Ketika ayahnya, Abdurrahman Wahid atau Gus Dur, masih hidup, Alissa menceritakan momen-momen Lebaran yang digunakan oleh Gus Dur untuk bersilaturahmi dalam rangka mempererat hubungan kemanusiaan. Politik menjadi urusan yang kesekian, dan bukan nomor satu. Bahkan, lanjut Alissa, Gus Dur pun kerap bersilaturahmi ke rumah Soeharto, yang menurut Gus Dur harus dihormati sebagai seorang mantan Presiden RI. Silaturahmi seperti itu yang menurut Alissa sebenarnya diharapkan oleh masyarakat saat ini.
Sebatas tontonan
Di sisi lain, masyarakat yang memang sudah tidak punya rasa keterhubungan dengan politisi melihat manuver para politisi itu sebatas tontonan. Ada kesenangan di antara masyarakat melihat sinetron para politisi itu di media. Bahkan, menjadi hiburan ketika manuver-manuver itu ditambah dengan cerita-cerita tentang sosok-sosok dan karakter-karakter yang muncul. Menurut Fachri, yang mempunyai andil atas kesalahan itu di antaranya pers. ”Selalu menyorot mereka lewat televisi,” kata Fachry tertawa.

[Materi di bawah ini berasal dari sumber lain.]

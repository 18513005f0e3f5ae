use pdf_stamp::*;
use std::path::PathBuf;

fn valid_options() -> StampingOptions {
    StampingOptions {
        input_paths: vec![PathBuf::from("in.pdf")],
        output_dir: Some(PathBuf::from("out")),
        stamp_image: Some(PathBuf::from("stamp.png")),
        ..Default::default()
    }
}

#[test]
fn test_validation_no_input_files() {
    let options = StampingOptions::default();
    assert!(matches!(options.validate(), Err(StampError::NoInputs)));
}

#[test]
fn test_validation_output_mode() {
    let mut options = valid_options();
    assert!(options.validate().is_ok());
    assert!(!options.is_in_place());

    // No output directory means replace in place
    options.output_dir = None;
    assert!(options.validate().is_ok());
    assert!(options.is_in_place());

    options.output_dir = Some(PathBuf::new());
    match options.validate() {
        Err(StampError::Config(msg)) => assert!(msg.contains("Output directory")),
        other => panic!("Expected Config error, got {:?}", other),
    }
}

#[test]
fn test_validation_stamp_image_settings() {
    let mut options = valid_options();
    options.stamp_image = None;
    assert!(options.validate().is_err());

    let mut options = valid_options();
    options.opacity_percent = 101;
    assert!(options.validate().is_err());

    let mut options = valid_options();
    options.stamp_width_mm = 0.0;
    assert!(options.validate().is_err());

    let mut options = valid_options();
    options.rotation_degrees = f32::NAN;
    assert!(options.validate().is_err());
}

#[test]
fn test_validation_seam_settings() {
    let mut options = valid_options();
    options.seam.scope = SeamScope::Custom;
    assert!(options.validate().is_err());

    options.seam.custom_pages = vec![1, 2];
    assert!(options.validate().is_ok());

    options.seam.offset_percent = 120.0;
    assert!(options.validate().is_err());

    options.seam.offset_percent = 0.0;
    options.seam.max_batch_size = 0;
    assert!(options.validate().is_err());
}

#[test]
fn test_validation_page_settings() {
    let mut options = valid_options();
    options.page.scope = PageScope::Custom;
    assert!(options.validate().is_err());

    options.page.custom_pages = vec![3];
    assert!(options.validate().is_ok());

    options.page.position = PagePosition::new(1.5, 0.5);
    assert!(options.validate().is_err());
    options.page.position = PagePosition::new(1.0, 0.0);
    assert!(options.validate().is_ok());

    options
        .page
        .overrides
        .insert(3, PagePosition::new(f32::INFINITY, 0.5));
    assert!(options.validate().is_err());
}

#[test]
fn test_validation_signature_modes() {
    let mut options = valid_options();

    options.signature.mode = SignatureMode::SelfSigned;
    let err = options.validate().unwrap_err();
    assert!(matches!(err, StampError::Unsupported(_)));
    assert_eq!(err.kind(), ErrorKind::Configuration);

    options.signature.mode = SignatureMode::CustomCertificate;
    assert!(options.validate().is_err());

    options.signature.certificate_path = Some(PathBuf::from("signer.pem"));
    assert!(options.validate().is_ok());

    options.output_password = Some("secret".to_string());
    assert!(options.is_encrypting());
    assert!(options.validate().is_err());

    // An empty password means no encryption
    options.output_password = Some(String::new());
    assert!(!options.is_encrypting());
    assert!(options.validate().is_ok());
}

#[test]
fn test_page_position_overrides() {
    let mut page = PageStampOptions {
        position: PagePosition::new(0.2, 0.8),
        ..Default::default()
    };
    page.overrides.insert(2, PagePosition::new(0.5, 0.5));

    assert_eq!(page.position_for(1), PagePosition::new(0.2, 0.8));
    assert_eq!(page.position_for(2), PagePosition::new(0.5, 0.5));
}

#[test]
fn test_seam_side_from_str() {
    assert_eq!(SeamSide::try_from("Left").unwrap(), SeamSide::Left);
    assert_eq!(SeamSide::try_from(" bottom ").unwrap(), SeamSide::Bottom);
    assert!(matches!(
        SeamSide::try_from("diagonal"),
        Err(StampError::UnsupportedSide(_))
    ));
}

#[test]
fn test_seam_offset_ratio_clamped() {
    let mut seam = SeamStampOptions::default();
    assert_eq!(seam.offset_ratio(), 0.5);
    seam.offset_percent = 250.0;
    assert_eq!(seam.offset_ratio(), 1.0);
}

#[cfg(feature = "serde")]
#[tokio::test]
async fn test_save_and_load_config() {
    let dir = tempfile::TempDir::new().unwrap();
    let path = dir.path().join("options.json");

    let mut options = valid_options();
    options.seam.scope = SeamScope::Even;
    options.seam.side = SeamSide::Top;
    options.page.scope = PageScope::SkipLast;
    options.page.overrides.insert(4, PagePosition::new(0.1, 0.2));
    options.page.jitter_seed = Some(7);
    options.signature.reason = Some("Approved".to_string());

    options.save(&path).await.unwrap();
    let loaded = StampingOptions::load(&path).await.unwrap();
    assert_eq!(loaded, options);

    let json = std::fs::read_to_string(&path).unwrap();
    assert!(json.contains("\"side\": \"top\""));
    assert!(json.contains("\"scope\": \"skip-last\""));
}

#[cfg(feature = "serde")]
#[tokio::test]
async fn test_partial_config_uses_defaults() {
    let dir = tempfile::TempDir::new().unwrap();
    let path = dir.path().join("partial.json");
    std::fs::write(&path, r#"{ "seam": { "scope": "all", "side": "LEFT" } }"#).unwrap();

    let options = StampingOptions::load(&path).await.unwrap();
    assert_eq!(options.seam.scope, SeamScope::All);
    assert_eq!(options.seam.side, SeamSide::Left);
    assert_eq!(options.seam.max_batch_size, 20);
    assert_eq!(options.output_suffix, "_stamped");
}

#[cfg(feature = "serde")]
#[tokio::test]
async fn test_invalid_side_in_config() {
    let dir = tempfile::TempDir::new().unwrap();
    let path = dir.path().join("bad.json");
    std::fs::write(&path, r#"{ "seam": { "side": "middle" } }"#).unwrap();

    assert!(matches!(
        StampingOptions::load(&path).await,
        Err(StampError::Config(_))
    ));
}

Namun, Fachry mengatakan, secara teori tentu diharapkan ada hal-hal yang ideal dari momen yang dimanfaatkan para politisi. Kenyataannya, politisi memanfaatkan rakyat secara periodik. Hingga akhirnya yang terjadi adalah transaksional. Keterpisahan antara rakyat dan elite itu kini terjadi terus-menerus. Rakyat sekarang jauh lebih ”rasional”. Penyebabnya, rakyat merasa tak membutuhkan politisi, tetapi akan menerima kalau politisi bagi-bagi uang.
Di sisi lain, politisi juga melihat dirinya cukup sekadar membagi-bagikan uang dan lalu tidak ada komitmen selanjutnya kepada rakyat. ”Lebaran jadi sangat penting karena ini situasi sangat release. Jangan berharap terlalu ideal karena yang terjadi adalah transaksi di kalangan mereka para elite sendiri,” katanya lebih jauh.

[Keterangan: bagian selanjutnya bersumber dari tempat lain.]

//! Document I/O operations for stamping

use crate::types::*;
use lopdf::{Document, EncryptionState, EncryptionVersion, Object, Permissions, StringFormat};
use rand::RngCore;
use std::path::Path;

/// Key length used when protecting output documents
const ENCRYPTION_KEY_BITS: usize = 128;

/// Parse `bytes` and unlock them with `password` if the document is protected.
///
/// `path` only labels errors.
pub fn open_document(bytes: &[u8], path: &Path, password: Option<&str>) -> Result<Document> {
    let mut doc = Document::load_mem(bytes)?;

    if doc.is_encrypted() {
        let supplied = password.filter(|p| !p.is_empty());
        if let Err(err) = doc.decrypt(supplied.unwrap_or("")) {
            log::debug!("Decryption of {} failed: {}", path.display(), err);
            return Err(match supplied {
                Some(_) => StampError::InvalidPassword(path.to_path_buf()),
                None => StampError::PasswordRequired(path.to_path_buf()),
            });
        }
        doc.trailer.remove(b"Encrypt");
        log::debug!("Unlocked {}", path.display());
    }

    Ok(doc)
}

/// Protect `doc` with RC4 128-bit encryption and all permissions granted.
///
/// The same password opens the document and owns it.
pub fn encrypt_document(doc: &mut Document, password: &str) -> Result<()> {
    ensure_document_id(doc);

    let version = EncryptionVersion::V2 {
        document: &*doc,
        owner_password: password,
        user_password: password,
        key_length: ENCRYPTION_KEY_BITS,
        permissions: Permissions::all(),
    };
    let state = EncryptionState::try_from(version)
        .map_err(|e| StampError::Encryption(e.to_string()))?;
    doc.encrypt(&state)
        .map_err(|e| StampError::Encryption(e.to_string()))?;
    Ok(())
}

/// Serialize the whole document
pub fn serialize_document(doc: &mut Document) -> Result<Vec<u8>> {
    let mut writer = Vec::new();
    doc.save_to(&mut writer)?;
    Ok(writer)
}

/// Encryption keys are derived from the first `/ID` entry
fn ensure_document_id(doc: &mut Document) {
    if doc.trailer.has(b"ID") {
        return;
    }
    let mut id = [0u8; 16];
    rand::thread_rng().fill_bytes(&mut id);
    let entry = Object::String(id.to_vec(), StringFormat::Hexadecimal);
    doc.trailer
        .set("ID", Object::Array(vec![entry.clone(), entry]));
}

#[cfg(test)]
mod tests {
    use super::*;
    use lopdf::dictionary;

    fn one_page() -> Document {
        let mut doc = Document::with_version("1.7");
        let pages_id = doc.new_object_id();
        let page_id = doc.add_object(dictionary! {
            "Type" => "Page",
            "Parent" => pages_id,
            "MediaBox" => vec![0.into(), 0.into(), 200.into(), 200.into()],
        });
        doc.objects.insert(
            pages_id,
            Object::Dictionary(dictionary! {
                "Type" => "Pages",
                "Kids" => vec![page_id.into()],
                "Count" => 1,
            }),
        );
        let catalog_id = doc.add_object(dictionary! {
            "Type" => "Catalog",
            "Pages" => pages_id,
        });
        doc.trailer.set("Root", catalog_id);
        doc
    }

    #[test]
    fn test_plain_document_opens_without_password() {
        let bytes = serialize_document(&mut one_page()).unwrap();
        let doc = open_document(&bytes, Path::new("plain.pdf"), None).unwrap();
        assert_eq!(doc.get_pages().len(), 1);
    }

    #[test]
    fn test_encrypt_adds_id_and_encrypt_dictionary() {
        let mut doc = one_page();
        encrypt_document(&mut doc, "secret").unwrap();
        assert!(doc.trailer.has(b"ID"));

        let bytes = serialize_document(&mut doc).unwrap();
        assert!(bytes.windows(8).any(|w| w == b"/Encrypt"));
    }

    fn protected(password: &str) -> Vec<u8> {
        let mut doc = one_page();
        encrypt_document(&mut doc, password).unwrap();
        serialize_document(&mut doc).unwrap()
    }

    #[test]
    fn test_correct_password_unlocks() {
        let bytes = protected("pw");
        let doc = open_document(&bytes, Path::new("locked.pdf"), Some("pw")).unwrap();
        assert_eq!(doc.get_pages().len(), 1);
        assert!(!doc.trailer.has(b"Encrypt"));
    }

    #[test]
    fn test_missing_password() {
        let bytes = protected("pw");
        for password in [None, Some("")] {
            let err = open_document(&bytes, Path::new("locked.pdf"), password).unwrap_err();
            assert!(matches!(err, StampError::PasswordRequired(ref p) if p == Path::new("locked.pdf")));
        }
    }

    #[test]
    fn test_wrong_password() {
        let bytes = protected("pw");
        let err = open_document(&bytes, Path::new("locked.pdf"), Some("wrong")).unwrap_err();
        assert!(matches!(err, StampError::InvalidPassword(_)));
    }

    #[test]
    fn test_garbage_is_a_pdf_error() {
        let err = open_document(b"not a pdf", Path::new("x.pdf"), None).unwrap_err();
        assert_eq!(err.kind(), ErrorKind::Document);
    }
}
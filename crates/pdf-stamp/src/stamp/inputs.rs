//! Input discovery and output naming

use crate::types::*;
use std::io;
use std::path::{Path, PathBuf};
use walkdir::WalkDir;

/// One document to stamp
#[derive(Debug, Clone, PartialEq, Eq, PartialOrd, Ord)]
pub struct InputFile {
    pub path: PathBuf,
    /// Directory relative to the scanned root, empty for explicit files
    pub relative_dir: PathBuf,
}

impl InputFile {
    /// Where the stamped copy goes in output directory mode
    pub fn output_path(&self, output_dir: &Path, suffix: &str) -> PathBuf {
        let stem = self
            .path
            .file_stem()
            .map(|s| s.to_string_lossy().into_owned())
            .unwrap_or_default();
        output_dir
            .join(&self.relative_dir)
            .join(format!("{}{}.pdf", stem, suffix))
    }
}

/// Expand files and directories into a sorted, de-duplicated list of PDFs.
///
/// Directories are scanned one level deep, or fully when `recursive` is set.
/// Files named explicitly are taken as they are.
pub fn collect_inputs(paths: &[PathBuf], recursive: bool) -> Result<Vec<InputFile>> {
    let mut inputs = Vec::new();

    for path in paths {
        if path.is_file() {
            inputs.push(InputFile {
                path: path.clone(),
                relative_dir: PathBuf::new(),
            });
        } else if path.is_dir() {
            scan_directory(path, recursive, &mut inputs)?;
        } else {
            return Err(StampError::NotFound(path.clone()));
        }
    }

    inputs.sort();
    inputs.dedup_by(|a, b| a.path == b.path);
    Ok(inputs)
}

fn scan_directory(root: &Path, recursive: bool, inputs: &mut Vec<InputFile>) -> Result<()> {
    let walker = WalkDir::new(root)
        .follow_links(false)
        .max_depth(if recursive { usize::MAX } else { 1 });

    for entry in walker {
        let entry = entry.map_err(|err| match err.io_error() {
            Some(io_err) => StampError::Io(io::Error::new(io_err.kind(), io_err.to_string())),
            None => StampError::Io(io::Error::other(err.to_string())),
        })?;

        if !entry.file_type().is_file() || !is_pdf(entry.path()) {
            continue;
        }

        let relative_dir = entry
            .path()
            .parent()
            .and_then(|parent| parent.strip_prefix(root).ok())
            .map(Path::to_path_buf)
            .unwrap_or_default();

        inputs.push(InputFile {
            path: entry.into_path(),
            relative_dir,
        });
    }

    Ok(())
}

fn is_pdf(path: &Path) -> bool {
    path.extension()
        .is_some_and(|ext| ext.eq_ignore_ascii_case("pdf"))
}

Kompas/P Raditya Mahendra Yasa05-05-2021
Di antara berbagai tudingan dan kekecewaan kepada politisi, Eros pun mengingatkan bahwa politisi juga korban dari sistem. Regulasi politik seperti undang-undang tidak memungkinkan para politisi dapat bersatu. ”Mereka ini juga korban yang harus kita selamatkan. Jangan hanya melihat sekarang ini saja berantakannya, tetapi lihat pokok masalahnya juga,” katanya sambil tertawa.
Lebaran memang baru saja berlalu, tetapi panggung politik yang sebenarnya kini ada di hadapan kita....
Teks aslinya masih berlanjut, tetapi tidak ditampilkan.